I made chimichurri sauce last night. It was fantastic! I have had some requests for the recipe.
Chimichurri
-1 bunch parsley
-1 bunch cilantro (I'm not a big fan of cilantro, but it works in this recipe)
-3 Tbs red wine vinegar
-1/2 tsp salt
-1/2 tsp pepper
-3 Tbs water
-6 Tbs olive oil
-6 cloves of garlic (this is optional. We really like garlic so I load it up)
These are not hard core measurements. More or less of everything can be added. I like vinegar so I add extra.

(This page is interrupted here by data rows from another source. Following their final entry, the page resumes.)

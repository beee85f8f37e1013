use std::error::Error;
use std::sync::Arc;

use crate::config::Settings;
use crate::llm::{CompletionEngine, LlamaEngine};
use crate::logging::LogSink;
use crate::provision::Provisioner;
use super::prompt::PromptTemplate;
use super::schema::{ResponseSchema, StructuredOutputParser};
use super::types::Dimensions;

const DIMENSION_PROMPT: &str = "You are a game dimension generator for Minesweeper.
Extract grid dimensions and mine count.
Return only valid JSON with keys: \"rows\", \"columns\", \"mines\".
{format_instructions}
User request: {input}
Answer:";

/// Turns free-form requests into Minesweeper grid dimensions.
///
/// The prompt template and output parser are built once per generator; every
/// call to [`DimensionGenerator::generate_dimensions`] runs one completion.
pub struct DimensionGenerator {
    engine: Box<dyn CompletionEngine>,
    sink: Arc<dyn LogSink>,
    parser: StructuredOutputParser,
    prompt: PromptTemplate,
}

impl DimensionGenerator {
    /// Builds a generator over an already constructed engine.
    pub fn new(engine: Box<dyn CompletionEngine>, sink: Arc<dyn LogSink>) -> Self {
        let parser = StructuredOutputParser::from_response_schemas(vec![
            ResponseSchema::new("rows", "Number of rows in the grid."),
            ResponseSchema::new("columns", "Number of columns in the grid."),
            ResponseSchema::new("mines", "Number of mines."),
        ]);
        let prompt = PromptTemplate::from_template(DIMENSION_PROMPT)
            .partial("format_instructions", parser.get_format_instructions());

        Self {
            engine,
            sink,
            parser,
            prompt,
        }
    }

    /// Provisions the model described by `settings`, loads it and builds a generator.
    ///
    /// # Errors
    ///
    /// Fails when the model cannot be provisioned or loaded; a generator without
    /// a model is never returned.
    pub fn from_settings(
        settings: &Settings,
        provisioner: &Provisioner,
        sink: Arc<dyn LogSink>,
    ) -> Result<Self, Box<dyn Error + Send + Sync>> {
        let model_path = provisioner.ensure(&settings.artifact_spec())?;
        sink.info(&format!("Initializing dimension generator with {}", model_path.display()));

        let engine = LlamaEngine::load(&model_path, &settings.inference).map_err(|e| {
            sink.error(&format!("Failed to load model: {}", e));
            e
        })?;
        Ok(Self::new(Box::new(engine), sink))
    }

    /// The prompt sent to the engine for `query`.
    pub fn render_prompt(&self, query: &str) -> Option<String> {
        match self.prompt.format(&[("input", query)]) {
            Ok(prompt) => Some(prompt),
            Err(e) => {
                self.sink.error(&format!("Prompt rendering failed: {}", e));
                None
            }
        }
    }

    /// Queries the model and returns the parsed dimensions.
    ///
    /// Any failure along the way (engine error, unparseable reply, invalid
    /// values) is logged and yields `None`.
    pub fn generate_dimensions(&mut self, query: &str) -> Option<Dimensions> {
        let prompt = self.render_prompt(query)?;

        let raw_output = match self.engine.complete(&prompt) {
            Ok(text) => text,
            Err(e) => {
                self.sink.error(&format!("Inference failed: {}", e));
                return None;
            }
        };

        let parsed = self
            .parser
            .parse(&raw_output)
            .and_then(|fields| Dimensions::from_fields(&fields));

        match parsed {
            Ok(dims) => {
                self.sink.info(&format!("Extracted game dimensions: {}", dims));
                Some(dims)
            }
            Err(e) => {
                self.sink.error(&format!("Parsing failed: {}", e));
                None
            }
        }
    }
}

Put everything in a blender and blend until well blended.
Goes very well with beef
Roasted Vegetables
This works for any vegetable. I do broccoli mostly. I have also done potatoes, cauliflower and asparagus. Recipe is based off of what I did yesterday.
-Parsnips
-Carrots
-Eggplant (slice eggplant and salt heavily. Place on paper towels or rack for 30 minutes minimum to extract water)
-Tomato
Preheat oven to 450
Chop veggies
Place on cookies sheet.
Toss with olive oil, coarse salt and pepper
Roast for 20-30 minutes until soft *stir midway through cooking*
I finely dice all veggies so that Owen and Carter can easily eat them. Any size is fine.
I made sirloin steak with the chimichurri sauce. We had veggies and Quinoa (follow package directions) as well. All was delicious.
This chimichurri would taste great with syrah, in my opinion.